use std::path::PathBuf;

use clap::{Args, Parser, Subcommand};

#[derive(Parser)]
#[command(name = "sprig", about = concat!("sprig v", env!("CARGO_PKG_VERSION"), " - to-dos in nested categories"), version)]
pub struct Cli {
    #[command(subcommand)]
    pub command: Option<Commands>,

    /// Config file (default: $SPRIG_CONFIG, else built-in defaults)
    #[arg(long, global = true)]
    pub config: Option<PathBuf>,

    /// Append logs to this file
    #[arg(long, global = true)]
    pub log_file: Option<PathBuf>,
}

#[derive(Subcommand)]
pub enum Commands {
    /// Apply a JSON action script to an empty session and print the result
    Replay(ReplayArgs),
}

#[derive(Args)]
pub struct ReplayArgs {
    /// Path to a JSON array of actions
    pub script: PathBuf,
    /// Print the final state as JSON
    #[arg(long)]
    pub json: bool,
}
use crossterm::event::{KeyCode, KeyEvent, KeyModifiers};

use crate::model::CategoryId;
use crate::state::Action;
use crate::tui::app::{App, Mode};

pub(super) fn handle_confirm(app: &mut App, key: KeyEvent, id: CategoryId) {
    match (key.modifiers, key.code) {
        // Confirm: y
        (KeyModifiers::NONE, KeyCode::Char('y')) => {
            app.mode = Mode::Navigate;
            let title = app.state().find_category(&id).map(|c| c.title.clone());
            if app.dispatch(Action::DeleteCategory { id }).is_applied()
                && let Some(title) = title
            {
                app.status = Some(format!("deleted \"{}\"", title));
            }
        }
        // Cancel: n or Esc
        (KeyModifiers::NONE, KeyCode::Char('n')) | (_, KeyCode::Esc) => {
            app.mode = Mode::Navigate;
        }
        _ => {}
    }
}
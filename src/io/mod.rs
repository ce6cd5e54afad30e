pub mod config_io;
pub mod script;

────────────────────

### EXERCISE BRIEF
Could you retype the whole listing above without altering a word?

### ANSWER TO THIS TASK
use std::path::PathBuf;

use clap::{Args, Parser, Subcommand};

#[derive(Parser)]
#[command(name = "sprig", about = concat!("sprig v", env!("CARGO_PKG_VERSION"), " - to-dos in nested categories"), version)]
pub struct Cli {
    #[command(subcommand)]
    pub command: Option<Commands>,

    /// Config file (default: $SPRIG_CONFIG, else built-in defaults)
    #[arg(long, global = true)]
    pub config: Option<PathBuf>,

    /// Append logs to this file
    #[arg(long, global = true)]
    pub log_file: Option<PathBuf>,
}

#[derive(Subcommand)]
pub enum Commands {
    /// Apply a JSON action script to an empty session and print the result
    Replay(ReplayArgs),
}

#[derive(Args)]
pub struct ReplayArgs {
    /// Path to a JSON array of actions
    pub script: PathBuf,
    /// Print the final state as JSON
    #[arg(long)]
    pub json: bool,
}
use crossterm::event::{KeyCode, KeyEvent, KeyModifiers};

use crate::model::CategoryId;
use crate::state::Action;
use crate::tui::app::{App, Mode};

pub(super) fn handle_confirm(app: &mut App, key: KeyEvent, id: CategoryId) {
    match (key.modifiers, key.code) {
        // Confirm: y
        (KeyModifiers::NONE, KeyCode::Char('y')) => {
            app.mode = Mode::Navigate;
            let title = app.state().find_category(&id).map(|c| c.title.clone());
            if app.dispatch(Action::DeleteCategory { id }).is_applied()
                && let Some(title) = title
            {
                app.status = Some(format!("deleted \"{}\"", title));
            }
        }
        // Cancel: n or Esc
        (KeyModifiers::NONE, KeyCode::Char('n')) | (_, KeyCode::Esc) => {
            app.mode = Mode::Navigate;
        }
        _ => {}
    }
}
filename src/io/mod.rs
repository ce6cd5e54afad30e
pub mod config_io;
pub mod script;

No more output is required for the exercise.